# Task statement
Output everything in the listing exactly.

*** Extracted information Section Begins ***

//! Verification statement sub-parser.
//!
//! Pattern families are tried in order and the first match wins:
//!
//! 1. `verify [that] [the] text [of X] <op> "v" [in "loc"]`
//! 2. `verify [that] [the] value|placeholder [of X] <op> "v" [in "loc"]`
//! 3. `verify [that] [the] state [of X] is <state> [in "loc"]`
//! 4. `verify [that] [the] title|url <op> "v"`
//! 5. `verify "v" in "loc"` (text, contains)

use std::sync::LazyLock;

use herbie_protocols::command::IN;
use herbie_protocols::{Command, VerifyOperator, VerifyType};
use regex::{Captures, Regex};

const OP: &str = r"(equals|contains|starts\s+with|ends\s+with)";

/// A locator in quotes that may itself contain quoted XPath literals.
const LOC: &str = r#"[^"]*(?:(?:'[^']*'|"[^"]*")[^"']*)*"#;

const PREFIX: &str = r"(?i)verify\s+(?:that\s+)?(?:the\s+)?";

fn build(pattern: String) -> Regex {
    Regex::new(&pattern).expect("verification pattern")
}

static TEXT: LazyLock<Regex> = LazyLock::new(|| {
    build(format!(
        r#"{PREFIX}text(?:\s+of\s+((?s:.+?)))?\s+{OP}\s+["']([^"']+)["']\s*(?:in\s+["']({LOC})["'])?"#
    ))
});

static ATTRIBUTE: LazyLock<Regex> = LazyLock::new(|| {
    build(format!(
        r#"{PREFIX}(value|placeholder)(?:\s+of\s+((?s:.+?)))?\s+{OP}\s+["']([^"']+)["']\s*(?:in\s+["']({LOC})["'])?"#
    ))
});

static STATE: LazyLock<Regex> = LazyLock::new(|| {
    build(format!(
        r#"{PREFIX}state(?:\s+of\s+((?s:.+?)))?\s+is\s+(visible|enabled|checked|disabled|hidden)\s*(?:in\s+["']({LOC})["'])?"#
    ))
});

static PAGE: LazyLock<Regex> = LazyLock::new(|| {
    build(format!(r#"{PREFIX}(title|url)\s+{OP}\s+["']([^"']+)["']"#))
});

static SIMPLE: LazyLock<Regex> = LazyLock::new(|| {
    build(format!(r#"(?i)verify\s+["']([^"']+)["']\s+in\s+["']({LOC})["']"#))
});

/// Fields recovered from a verify statement.
#[derive(Debug, Clone, PartialEq)]
pub(crate) struct ParsedVerification {
    pub verify_type: VerifyType,
    pub operator: VerifyOperator,
    pub expected: String,
    pub locator: Option<String>,
    pub target: Option<String>,
}

impl ParsedVerification {
    /// Write the fields into `cmd` and reset `code` to its normal form.
    pub fn apply(self, cmd: &mut Command) {
        cmd.code = vec!["verify".to_string(), format!("\"{}\"", self.expected)];
        if let Some(locator) = &self.locator {
            cmd.code.push(IN.to_string());
            cmd.code.push(format!("\"{locator}\""));
        }
        cmd.verify_type = Some(self.verify_type);
        cmd.verify_operator = Some(self.operator);
        cmd.verify_expected = Some(self.expected);
        cmd.verify_locator = self.locator;
        cmd.verify_target = self.target;
    }
}

/// Best-effort form for statements no pattern recognizes.
pub(crate) fn apply_fallback(cmd: &mut Command) {
    cmd.code.push("verify".to_string());
    cmd.verify_type = Some(VerifyType::Text);
    cmd.verify_operator = Some(VerifyOperator::Contains);
}

fn text(caps: &Captures<'_>, i: usize) -> Option<String> {
    caps.get(i)
        .map(|m| m.as_str().to_string())
        .filter(|s| !s.is_empty())
}

fn operator(caps: &Captures<'_>, i: usize) -> Option<VerifyOperator> {
    caps.get(i).and_then(|m| VerifyOperator::parse(m.as_str()))
}

pub(crate) fn parse_verification(src: &str) -> Option<ParsedVerification> {
    if let Some(caps) = TEXT.captures(src) {
        return Some(ParsedVerification {
            verify_type: VerifyType::Text,
            target: text(&caps, 1),
            operator: operator(&caps, 2)?,
            expected: text(&caps, 3)?,
            locator: text(&caps, 4),
        });
    }

    if let Some(caps) = ATTRIBUTE.captures(src) {
        return Some(ParsedVerification {
            verify_type: VerifyType::parse(&caps[1])?,
            target: text(&caps, 2),
            operator: operator(&caps, 3)?,
            expected: text(&caps, 4)?,
            locator: text(&caps, 5),
        });
    }

    if let Some(caps) = STATE.captures(src) {
        return Some(ParsedVerification {
            verify_type: VerifyType::State,
            target: text(&caps, 1),
            operator: VerifyOperator::Is,
            expected: caps[2].to_lowercase(),
            locator: text(&caps, 3),
        });
    }

    if let Some(caps) = PAGE.captures(src) {
        return Some(ParsedVerification {
            verify_type: VerifyType::parse(&caps[1])?,
            target: None,
            operator: operator(&caps, 2)?,
            expected: text(&caps, 3)?,
            locator: None,
        });
    }

    SIMPLE.captures(src).and_then(|caps| {
        Some(ParsedVerification {
            verify_type: VerifyType::Text,
            target: None,
            operator: VerifyOperator::Contains,
            expected: text(&caps, 1)?,
            locator: text(&caps, 2),
        })
    })
}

*** Extracted information Section Ends ***

# Solution
//! Verification statement sub-parser.
//!
//! Pattern families are tried in order and the first match wins:
//!
//! 1. `verify [that] [the] text [of X] <op> "v" [in "loc"]`
//! 2. `verify [that] [the] value|placeholder [of X] <op> "v" [in "loc"]`
//! 3. `verify [that] [the] state [of X] is <state> [in "loc"]`
//! 4. `verify [that] [the] title|url <op> "v"`
//! 5. `verify "v" in "loc"` (text, contains)

use std::sync::LazyLock;

use herbie_protocols::command::IN;
use herbie_protocols::{Command, VerifyOperator, VerifyType};
use regex::{Captures, Regex};

const OP: &str = r"(equals|contains|starts\s+with|ends\s+with)";

/// A locator in quotes that may itself contain quoted XPath literals.
const LOC: &str = r#"[^"]*(?:(?:'[^']*'|"[^"]*")[^"']*)*"#;

const PREFIX: &str = r"(?i)verify\s+(?:that\s+)?(?:the\s+)?";

fn build(pattern: String) -> Regex {
    Regex::new(&pattern).expect("verification pattern")
}

static TEXT: LazyLock<Regex> = LazyLock::new(|| {
    build(format!(
        r#"{PREFIX}text(?:\s+of\s+((?s:.+?)))?\s+{OP}\s+["']([^"']+)["']\s*(?:in\s+["']({LOC})["'])?"#
    ))
});

static ATTRIBUTE: LazyLock<Regex> = LazyLock::new(|| {
    build(format!(
        r#"{PREFIX}(value|placeholder)(?:\s+of\s+((?s:.+?)))?\s+{OP}\s+["']([^"']+)["']\s*(?:in\s+["']({LOC})["'])?"#
    ))
});

static STATE: LazyLock<Regex> = LazyLock::new(|| {
    build(format!(
        r#"{PREFIX}state(?:\s+of\s+((?s:.+?)))?\s+is\s+(visible|enabled|checked|disabled|hidden)\s*(?:in\s+["']({LOC})["'])?"#
    ))
});

static PAGE: LazyLock<Regex> = LazyLock::new(|| {
    build(format!(r#"{PREFIX}(title|url)\s+{OP}\s+["']([^"']+)["']"#))
});

static SIMPLE: LazyLock<Regex> = LazyLock::new(|| {
    build(format!(r#"(?i)verify\s+["']([^"']+)["']\s+in\s+["']({LOC})["']"#))
});

/// Fields recovered from a verify statement.
#[derive(Debug, Clone, PartialEq)]
pub(crate) struct ParsedVerification {
    pub verify_type: VerifyType,
    pub operator: VerifyOperator,
    pub expected: String,
    pub locator: Option<String>,
    pub target: Option<String>,
}

impl ParsedVerification {
    /// Write the fields into `cmd` and reset `code` to its normal form.
    pub fn apply(self, cmd: &mut Command) {
        cmd.code = vec!["verify".to_string(), format!("\"{}\"", self.expected)];
        if let Some(locator) = &self.locator {
            cmd.code.push(IN.to_string());
            cmd.code.push(format!("\"{locator}\""));
        }
        cmd.verify_type = Some(self.verify_type);
        cmd.verify_operator = Some(self.operator);
        cmd.verify_expected = Some(self.expected);
        cmd.verify_locator = self.locator;
        cmd.verify_target = self.target;
    }
}

/// Best-effort form for statements no pattern recognizes.
pub(crate) fn apply_fallback(cmd: &mut Command) {
    cmd.code.push("verify".to_string());
    cmd.verify_type = Some(VerifyType::Text);
    cmd.verify_operator = Some(VerifyOperator::Contains);
}

fn text(caps: &Captures<'_>, i: usize) -> Option<String> {
    caps.get(i)
        .map(|m| m.as_str().to_string())
        .filter(|s| !s.is_empty())
}

fn operator(caps: &Captures<'_>, i: usize) -> Option<VerifyOperator> {
    caps.get(i).and_then(|m| VerifyOperator::parse(m.as_str()))
}

pub(crate) fn parse_verification(src: &str) -> Option<ParsedVerification> {
    if let Some(caps) = TEXT.captures(src) {
        return Some(ParsedVerification {
            verify_type: VerifyType::Text,
            target: text(&caps, 1),
            operator: operator(&caps, 2)?,
            expected: text(&caps, 3)?,
            locator: text(&caps, 4),
        });
    }

    if let Some(caps) = ATTRIBUTE.captures(src) {
        return Some(ParsedVerification {
            verify_type: VerifyType::parse(&caps[1])?,
            target: text(&caps, 2),
            operator: operator(&caps, 3)?,
            expected: text(&caps, 4)?,
            locator: text(&caps, 5),
        });
    }

    if let Some(caps) = STATE.captures(src) {
        return Some(ParsedVerification {
            verify_type: VerifyType::State,
            target: text(&caps, 1),
            operator: VerifyOperator::Is,
            expected: caps[2].to_lowercase(),
            locator: text(&caps, 3),
        });
    }

    if let Some(caps) = PAGE.captures(src) {
        return Some(ParsedVerification {
            verify_type: VerifyType::parse(&caps[1])?,
            target: None,
            operator: operator(&caps, 2)?,
            expected: text(&caps, 3)?,
            locator: None,
        });
    }

    SIMPLE.captures(src).and_then(|caps| {
        Some(ParsedVerification {
            verify_type: VerifyType::Text,
            target: None,
            operator: VerifyOperator::Contains,
            expected: text(&caps, 1)?,
            locator: text(&caps, 2),
        })
    })
}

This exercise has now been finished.